Selected for AI Art Online at NeurIPS 2018


The plan is the generator.

— Le Corbusier

Since 2012, deep learning has fundamentally changed the ways in which we analyze and create images. Though architects work in discrete, vector-based drawing and modeling tools, we all ultimately consume dense, pixelated representations on through social media, streaming platforms, and any image we see on our screens.

Is it possible to apply deep learning models to these representations to explore the latent space of our design and engineering documents? If, as Le Corbusier suggests, these drawings are generative of ideas, can we generate the generators?
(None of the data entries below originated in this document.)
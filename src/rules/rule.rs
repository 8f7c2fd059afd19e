//! A rule: combined conditions plus the actions to run on a match.

use chrono::{DateTime, Utc};
use tracing::info;

use crate::mailbox::MailService;
use crate::model::EmailRecord;

use super::action::Action;
use super::condition::Condition;
use super::diagnostics::{Diagnostic, DiagnosticSink};

/// How a rule's condition results are combined.
#[derive(Debug, Clone, PartialEq, Eq)]
pub enum Combinator {
    /// Every condition must hold.
    All,
    /// At least one condition must hold.
    Any,
    Unrecognized(String),
}

impl Combinator {
    /// Map a rule-document `overall_predicate` (case-insensitive).
    pub fn parse(name: &str) -> Self {
        match name.to_lowercase().as_str() {
            "all" => Self::All,
            "any" => Self::Any,
            other => Self::Unrecognized(other.to_string()),
        }
    }

    pub fn label(&self) -> &str {
        match self {
            Self::All => "all",
            Self::Any => "any",
            Self::Unrecognized(name) => name,
        }
    }
}

/// A named policy.
#[derive(Debug, Clone, PartialEq)]
pub struct Rule {
    pub description: String,
    pub combinator: Combinator,
    pub conditions: Vec<Condition>,
    pub actions: Vec<Action>,
}

impl Rule {
    pub fn new(
        description: impl Into<String>,
        combinator: Combinator,
        conditions: Vec<Condition>,
        actions: Vec<Action>,
    ) -> Self {
        Self {
            description: description.into(),
            combinator,
            conditions,
            actions,
        }
    }

    /// Whether `record` satisfies this rule, sampling the clock now.
    pub fn matches(&self, record: &EmailRecord, sink: &dyn DiagnosticSink) -> bool {
        self.matches_at(record, Utc::now(), sink)
    }

    /// Whether `record` satisfies this rule at `now`.
    ///
    /// A rule without conditions matches everything. Every condition is
    /// evaluated (no short-circuit) so each one reports its own diagnostics.
    pub fn matches_at(
        &self,
        record: &EmailRecord,
        now: DateTime<Utc>,
        sink: &dyn DiagnosticSink,
    ) -> bool {
        if self.conditions.is_empty() {
            return true;
        }

        let results: Vec<bool> = self
            .conditions
            .iter()
            .map(|condition| condition.evaluate_at(record, now, sink))
            .collect();

        match &self.combinator {
            Combinator::All => results.iter().all(|&r| r),
            Combinator::Any => results.iter().any(|&r| r),
            Combinator::Unrecognized(name) => {
                sink.emit(Diagnostic::UnknownCombinator {
                    combinator: name.clone(),
                    rule: self.description.clone(),
                });
                false
            }
        }
    }

    /// Run every action in order for message `id`.
    ///
    /// A failed action does not stop the remaining ones. Returns true only
    /// if all of them succeeded.
    pub fn execute_actions(
        &self,
        mail: &mut dyn MailService,
        id: &str,
        sink: &dyn DiagnosticSink,
    ) -> bool {
        info!(id, rule = %self.description, "Executing rule actions");
        let mut all_succeeded = true;
        for action in &self.actions {
            if !action.execute(mail, id, sink) {
                all_succeeded = false;
                sink.emit(Diagnostic::ActionFailed {
                    action: action.kind.label().to_string(),
                    record_id: id.to_string(),
                });
            }
        }
        all_succeeded
    }
}
//! The rule engine: loads rules once, then applies them to batches of records.

use chrono::{DateTime, Utc};
use tracing::{debug, info};

use crate::error::InboxError;
use crate::mailbox::MailService;
use crate::model::EmailRecord;

use super::diagnostics::{Diagnostic, DiagnosticSink};
use super::document::{parse_document, RuleSource};
use super::rule::Rule;

/// Ordered, immutable set of rules.
///
/// Rules are loaded at construction; build a new engine to reload them.
#[derive(Debug, Clone, Default)]
pub struct RuleEngine {
    rules: Vec<Rule>,
}

impl RuleEngine {
    /// Wrap an already-built rule list.
    pub fn new(rules: Vec<Rule>) -> Self {
        Self { rules }
    }

    /// Load rules from `source`.
    ///
    /// A missing or malformed document is reported to `sink` and yields an
    /// engine with no rules. Documents are never partially loaded.
    pub fn load(source: &dyn RuleSource, sink: &dyn DiagnosticSink) -> Self {
        let origin = source.origin();
        let text = match source.read() {
            Ok(text) => text,
            Err(e) => {
                sink.emit(Diagnostic::RuleSourceUnavailable {
                    origin,
                    reason: e.to_string(),
                });
                return Self::default();
            }
        };

        match parse_document(&origin, &text) {
            Ok(rules) => {
                info!(origin = %origin, count = rules.len(), "Loaded rules");
                Self::new(rules)
            }
            Err(InboxError::RuleDocument { origin, reason }) => {
                sink.emit(Diagnostic::MalformedRuleDocument { origin, reason });
                Self::default()
            }
            Err(e) => {
                sink.emit(Diagnostic::MalformedRuleDocument {
                    origin,
                    reason: e.to_string(),
                });
                Self::default()
            }
        }
    }

    pub fn rules(&self) -> &[Rule] {
        &self.rules
    }

    pub fn is_empty(&self) -> bool {
        self.rules.is_empty()
    }

    pub fn len(&self) -> usize {
        self.rules.len()
    }

    /// Apply every rule to every record, in order.
    ///
    /// Each matching rule runs its actions (no first-match-wins), so one
    /// record may receive actions from several rules in declaration order.
    /// Nothing is returned: outcomes are visible only through the mail
    /// service and the diagnostics sink.
    pub fn process(
        &self,
        records: &[EmailRecord],
        mail: &mut dyn MailService,
        sink: &dyn DiagnosticSink,
    ) {
        self.process_with_clock(records, mail, sink, &Utc::now);
    }

    /// [`RuleEngine::process`] with an injectable clock, sampled once per
    /// rule evaluation.
    pub fn process_with_clock(
        &self,
        records: &[EmailRecord],
        mail: &mut dyn MailService,
        sink: &dyn DiagnosticSink,
        clock: &dyn Fn() -> DateTime<Utc>,
    ) {
        if self.rules.is_empty() {
            info!("No rules loaded; skipping message processing");
            return;
        }

        info!(
            records = records.len(),
            rules = self.rules.len(),
            "Processing messages"
        );

        for record in records {
            debug!(id = %record.id, subject = record.subject_display(), "Processing message");
            for rule in &self.rules {
                if rule.matches_at(record, clock(), sink) {
                    info!(id = %record.id, rule = %rule.description, "Message matches rule");
                    rule.execute_actions(mail, &record.id, sink);
                } else {
                    debug!(id = %record.id, rule = %rule.description, "Message does not match rule");
                }
            }
        }

        info!(records = records.len(), "Message processing complete");
    }
}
I believe that it is possible and that we will increasingly see the application of generative machine learning models to explore early design ideas. However, we must also adapt our analytical tools to this regime to be able to create salient loss metrics that drive these models towards optima that minimize loss not in the rote quantitative sense, but that can enforce positive social and cultural values that must be considered in any building project.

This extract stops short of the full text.